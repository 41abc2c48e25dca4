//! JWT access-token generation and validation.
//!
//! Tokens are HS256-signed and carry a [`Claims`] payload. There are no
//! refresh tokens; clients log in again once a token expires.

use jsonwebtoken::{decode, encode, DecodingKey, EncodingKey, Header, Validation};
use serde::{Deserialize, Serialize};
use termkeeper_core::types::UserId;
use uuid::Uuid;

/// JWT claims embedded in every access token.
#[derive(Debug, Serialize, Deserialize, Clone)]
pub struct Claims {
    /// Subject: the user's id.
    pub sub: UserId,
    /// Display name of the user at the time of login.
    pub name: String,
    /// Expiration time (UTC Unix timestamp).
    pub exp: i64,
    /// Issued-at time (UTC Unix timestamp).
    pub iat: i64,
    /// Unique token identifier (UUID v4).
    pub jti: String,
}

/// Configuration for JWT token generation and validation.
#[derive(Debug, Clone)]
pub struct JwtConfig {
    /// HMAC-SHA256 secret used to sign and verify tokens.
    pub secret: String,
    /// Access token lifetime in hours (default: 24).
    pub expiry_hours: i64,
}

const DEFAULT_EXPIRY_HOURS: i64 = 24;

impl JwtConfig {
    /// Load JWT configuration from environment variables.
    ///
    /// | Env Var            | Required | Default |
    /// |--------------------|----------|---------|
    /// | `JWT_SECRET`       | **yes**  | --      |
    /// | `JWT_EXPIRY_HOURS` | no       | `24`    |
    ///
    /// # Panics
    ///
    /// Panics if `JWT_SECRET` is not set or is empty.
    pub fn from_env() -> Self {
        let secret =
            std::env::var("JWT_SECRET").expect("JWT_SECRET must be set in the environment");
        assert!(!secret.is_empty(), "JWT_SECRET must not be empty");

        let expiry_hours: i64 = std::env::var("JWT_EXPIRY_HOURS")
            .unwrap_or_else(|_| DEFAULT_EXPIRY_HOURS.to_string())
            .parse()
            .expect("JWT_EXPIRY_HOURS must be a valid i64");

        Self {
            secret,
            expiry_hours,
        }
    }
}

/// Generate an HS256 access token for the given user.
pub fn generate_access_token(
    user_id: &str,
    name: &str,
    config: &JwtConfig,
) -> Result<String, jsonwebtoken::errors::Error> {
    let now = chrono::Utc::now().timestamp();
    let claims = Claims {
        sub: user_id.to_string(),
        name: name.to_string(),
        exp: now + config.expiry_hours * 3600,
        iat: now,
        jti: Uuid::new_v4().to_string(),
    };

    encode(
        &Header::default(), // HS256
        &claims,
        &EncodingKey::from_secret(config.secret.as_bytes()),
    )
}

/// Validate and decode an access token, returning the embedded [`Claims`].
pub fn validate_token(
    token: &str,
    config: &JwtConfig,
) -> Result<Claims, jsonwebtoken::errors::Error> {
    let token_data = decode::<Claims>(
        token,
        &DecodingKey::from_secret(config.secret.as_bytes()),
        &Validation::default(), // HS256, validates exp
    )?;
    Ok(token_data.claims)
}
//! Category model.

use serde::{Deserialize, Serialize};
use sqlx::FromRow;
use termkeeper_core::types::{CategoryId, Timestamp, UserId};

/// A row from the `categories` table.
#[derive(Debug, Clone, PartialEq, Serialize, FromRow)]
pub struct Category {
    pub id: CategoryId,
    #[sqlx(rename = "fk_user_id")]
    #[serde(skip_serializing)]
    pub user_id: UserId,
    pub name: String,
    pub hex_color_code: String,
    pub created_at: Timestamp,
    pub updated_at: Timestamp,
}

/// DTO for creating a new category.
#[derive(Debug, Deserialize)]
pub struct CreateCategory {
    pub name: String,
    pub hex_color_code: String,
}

□ □ □ □

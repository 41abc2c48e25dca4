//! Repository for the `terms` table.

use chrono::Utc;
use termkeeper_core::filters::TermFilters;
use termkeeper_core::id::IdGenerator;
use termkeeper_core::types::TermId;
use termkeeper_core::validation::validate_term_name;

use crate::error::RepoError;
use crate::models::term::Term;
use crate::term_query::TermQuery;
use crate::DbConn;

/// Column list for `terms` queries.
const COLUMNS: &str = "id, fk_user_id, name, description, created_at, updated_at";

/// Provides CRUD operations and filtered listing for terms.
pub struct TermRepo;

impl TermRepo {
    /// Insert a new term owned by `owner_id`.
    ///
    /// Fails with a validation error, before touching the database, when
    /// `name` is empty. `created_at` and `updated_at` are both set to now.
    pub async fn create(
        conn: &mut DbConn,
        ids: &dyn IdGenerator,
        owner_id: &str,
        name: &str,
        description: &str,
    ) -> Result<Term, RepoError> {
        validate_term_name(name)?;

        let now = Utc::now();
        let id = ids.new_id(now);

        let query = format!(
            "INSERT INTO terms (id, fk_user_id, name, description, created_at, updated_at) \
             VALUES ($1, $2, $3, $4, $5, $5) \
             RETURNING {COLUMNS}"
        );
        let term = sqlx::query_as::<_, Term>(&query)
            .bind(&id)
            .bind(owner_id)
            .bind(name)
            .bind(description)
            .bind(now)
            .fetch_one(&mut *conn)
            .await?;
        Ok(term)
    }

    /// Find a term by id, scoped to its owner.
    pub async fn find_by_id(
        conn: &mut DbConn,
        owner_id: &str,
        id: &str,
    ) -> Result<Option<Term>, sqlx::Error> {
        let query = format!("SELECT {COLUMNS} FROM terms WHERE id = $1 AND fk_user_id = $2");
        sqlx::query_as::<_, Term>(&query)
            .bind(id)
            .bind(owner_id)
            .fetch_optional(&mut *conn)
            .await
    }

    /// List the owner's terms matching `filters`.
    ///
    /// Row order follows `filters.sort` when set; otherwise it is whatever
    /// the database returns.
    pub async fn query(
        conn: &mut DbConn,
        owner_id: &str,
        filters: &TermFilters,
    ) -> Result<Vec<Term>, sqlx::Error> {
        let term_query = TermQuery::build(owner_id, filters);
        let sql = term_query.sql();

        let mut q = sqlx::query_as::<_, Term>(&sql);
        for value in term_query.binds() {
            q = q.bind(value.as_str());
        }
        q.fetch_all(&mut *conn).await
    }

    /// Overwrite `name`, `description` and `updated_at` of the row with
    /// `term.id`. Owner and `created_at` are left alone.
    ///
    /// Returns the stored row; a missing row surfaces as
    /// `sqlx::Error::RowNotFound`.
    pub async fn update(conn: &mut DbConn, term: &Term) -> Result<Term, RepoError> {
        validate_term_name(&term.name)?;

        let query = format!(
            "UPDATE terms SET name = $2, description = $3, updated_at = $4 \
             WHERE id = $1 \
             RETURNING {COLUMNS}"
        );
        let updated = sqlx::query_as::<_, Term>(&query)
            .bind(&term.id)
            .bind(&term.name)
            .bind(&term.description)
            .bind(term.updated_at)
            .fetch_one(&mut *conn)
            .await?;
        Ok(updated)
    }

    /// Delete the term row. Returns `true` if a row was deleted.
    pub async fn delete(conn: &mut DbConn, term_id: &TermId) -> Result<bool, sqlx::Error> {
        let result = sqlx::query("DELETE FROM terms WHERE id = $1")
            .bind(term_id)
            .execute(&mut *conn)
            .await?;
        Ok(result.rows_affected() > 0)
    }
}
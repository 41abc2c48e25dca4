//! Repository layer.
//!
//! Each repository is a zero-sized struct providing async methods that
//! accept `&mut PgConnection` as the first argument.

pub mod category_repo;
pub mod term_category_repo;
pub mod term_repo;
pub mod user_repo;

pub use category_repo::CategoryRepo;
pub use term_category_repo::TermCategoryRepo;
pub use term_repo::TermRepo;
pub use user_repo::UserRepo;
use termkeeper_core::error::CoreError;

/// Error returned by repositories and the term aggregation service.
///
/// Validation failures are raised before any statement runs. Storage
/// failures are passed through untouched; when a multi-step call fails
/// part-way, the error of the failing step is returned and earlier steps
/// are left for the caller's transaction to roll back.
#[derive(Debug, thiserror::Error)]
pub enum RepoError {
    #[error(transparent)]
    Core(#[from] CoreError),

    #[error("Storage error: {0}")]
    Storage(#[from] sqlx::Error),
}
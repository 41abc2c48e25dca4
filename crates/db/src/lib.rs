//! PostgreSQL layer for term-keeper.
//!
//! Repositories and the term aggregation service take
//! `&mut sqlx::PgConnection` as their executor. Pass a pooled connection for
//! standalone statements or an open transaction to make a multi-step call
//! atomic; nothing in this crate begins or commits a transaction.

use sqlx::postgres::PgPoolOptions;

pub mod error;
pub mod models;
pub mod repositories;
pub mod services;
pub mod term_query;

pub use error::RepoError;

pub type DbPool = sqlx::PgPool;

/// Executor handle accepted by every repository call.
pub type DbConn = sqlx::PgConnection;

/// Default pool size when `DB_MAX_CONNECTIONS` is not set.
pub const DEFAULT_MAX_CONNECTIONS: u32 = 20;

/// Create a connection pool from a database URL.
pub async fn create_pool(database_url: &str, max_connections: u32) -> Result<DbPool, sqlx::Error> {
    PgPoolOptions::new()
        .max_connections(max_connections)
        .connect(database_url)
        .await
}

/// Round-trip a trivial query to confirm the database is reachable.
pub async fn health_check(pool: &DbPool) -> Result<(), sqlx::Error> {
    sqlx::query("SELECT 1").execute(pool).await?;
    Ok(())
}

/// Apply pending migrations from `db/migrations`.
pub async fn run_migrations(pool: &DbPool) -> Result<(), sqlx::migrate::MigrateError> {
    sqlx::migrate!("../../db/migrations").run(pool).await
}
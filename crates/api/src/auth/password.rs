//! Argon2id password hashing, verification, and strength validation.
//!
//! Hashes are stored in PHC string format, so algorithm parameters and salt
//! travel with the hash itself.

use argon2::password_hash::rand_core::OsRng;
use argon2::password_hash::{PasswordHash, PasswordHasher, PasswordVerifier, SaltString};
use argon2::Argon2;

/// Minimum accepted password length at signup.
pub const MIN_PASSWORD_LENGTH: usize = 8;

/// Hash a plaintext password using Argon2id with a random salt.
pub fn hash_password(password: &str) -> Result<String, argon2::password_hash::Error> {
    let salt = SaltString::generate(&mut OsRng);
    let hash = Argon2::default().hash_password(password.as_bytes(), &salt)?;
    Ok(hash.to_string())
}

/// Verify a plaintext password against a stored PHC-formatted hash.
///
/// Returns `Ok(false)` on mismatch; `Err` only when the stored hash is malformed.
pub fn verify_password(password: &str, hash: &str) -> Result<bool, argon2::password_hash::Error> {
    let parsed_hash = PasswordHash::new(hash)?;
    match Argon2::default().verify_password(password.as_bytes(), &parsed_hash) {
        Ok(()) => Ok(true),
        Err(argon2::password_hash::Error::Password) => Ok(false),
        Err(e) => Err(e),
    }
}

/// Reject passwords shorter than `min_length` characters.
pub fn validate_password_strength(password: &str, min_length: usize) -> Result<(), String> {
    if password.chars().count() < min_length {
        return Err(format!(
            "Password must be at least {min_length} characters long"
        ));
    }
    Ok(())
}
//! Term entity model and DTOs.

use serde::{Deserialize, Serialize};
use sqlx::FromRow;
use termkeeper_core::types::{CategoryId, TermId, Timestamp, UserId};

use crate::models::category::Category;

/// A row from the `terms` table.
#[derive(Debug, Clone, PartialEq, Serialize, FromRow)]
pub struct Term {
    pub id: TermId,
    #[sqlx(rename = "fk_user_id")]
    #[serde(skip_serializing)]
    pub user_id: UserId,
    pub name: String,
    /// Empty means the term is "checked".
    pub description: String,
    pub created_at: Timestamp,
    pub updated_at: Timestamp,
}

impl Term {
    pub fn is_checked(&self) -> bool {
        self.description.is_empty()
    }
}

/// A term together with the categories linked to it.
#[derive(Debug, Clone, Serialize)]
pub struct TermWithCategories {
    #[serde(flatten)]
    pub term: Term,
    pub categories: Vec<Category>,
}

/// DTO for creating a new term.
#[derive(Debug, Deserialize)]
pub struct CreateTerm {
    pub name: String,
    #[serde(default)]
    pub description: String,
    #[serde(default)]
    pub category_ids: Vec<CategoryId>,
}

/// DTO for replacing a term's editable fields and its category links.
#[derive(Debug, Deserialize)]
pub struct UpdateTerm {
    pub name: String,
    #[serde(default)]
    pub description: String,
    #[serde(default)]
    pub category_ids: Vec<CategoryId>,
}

□ □ □ □

### What to produce
Which of the lines above hold the string "Storage"? Pick each of them out.

### Output for this exercise
/// Validation failures are raised before any statement runs. Storage
    #[error("Storage error: {0}")]
    Storage(#[from] sqlx::Error),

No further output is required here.